═════ Listed records ═════
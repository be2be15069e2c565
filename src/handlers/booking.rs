use crate::middlewares::current_user_id;
use crate::models::*;
use crate::services::BookingService;
use actix_web::{HttpRequest, HttpResponse, ResponseError, Result, web};
use serde_json::json;

#[utoipa::path(
    get,
    path = "/dates",
    tag = "booking",
    responses(
        (status = 200, description = "All test dates with availability", body = [TestDateResponse])
    )
)]
pub async fn list_dates(booking_service: web::Data<BookingService>) -> Result<HttpResponse> {
    match booking_service.list_test_dates().await {
        Ok(dates) => Ok(HttpResponse::Ok().json(json!({
            "success": true,
            "data": dates
        }))),
        Err(e) => Ok(e.error_response()),
    }
}

#[utoipa::path(
    get,
    path = "/bookings",
    tag = "booking",
    security(
        ("bearer_auth" = [])
    ),
    responses(
        (status = 200, description = "Caller's bookings, newest first", body = [BookingListItem]),
        (status = 401, description = "Unauthorized")
    )
)]
pub async fn list_bookings(
    booking_service: web::Data<BookingService>,
    req: HttpRequest,
) -> Result<HttpResponse> {
    let user_id = current_user_id(&req)?;

    match booking_service.list_my_bookings(user_id).await {
        Ok(bookings) => Ok(HttpResponse::Ok().json(json!({
            "success": true,
            "data": bookings
        }))),
        Err(e) => Ok(e.error_response()),
    }
}

#[utoipa::path(
    post,
    path = "/bookings",
    tag = "booking",
    request_body = CreateBookingRequest,
    security(
        ("bearer_auth" = [])
    ),
    responses(
        (status = 201, description = "Seat reserved", body = BookingResponse),
        (status = 400, description = "Unknown date, no spots left, or already booked"),
        (status = 401, description = "Unauthorized")
    )
)]
pub async fn create_booking(
    booking_service: web::Data<BookingService>,
    req: HttpRequest,
    request: web::Json<CreateBookingRequest>,
) -> Result<HttpResponse> {
    let user_id = current_user_id(&req)?;

    match booking_service
        .create_booking(user_id, request.into_inner())
        .await
    {
        Ok(booking) => Ok(HttpResponse::Created().json(json!({
            "success": true,
            "data": booking
        }))),
        Err(e) => Ok(e.error_response()),
    }
}

pub fn dates_config(cfg: &mut web::ServiceConfig) {
    cfg.route("/dates", web::get().to(list_dates));
}

pub fn bookings_config(cfg: &mut web::ServiceConfig) {
    cfg.service(
        web::scope("/bookings")
            .route("", web::get().to(list_bookings))
            .route("", web::post().to(create_booking)),
    );
}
═════
Scan the material above for the string "crate", returning each line that contains it.

use crate::middlewares::current_user_id;
use crate::models::*;
use crate::services::BookingService;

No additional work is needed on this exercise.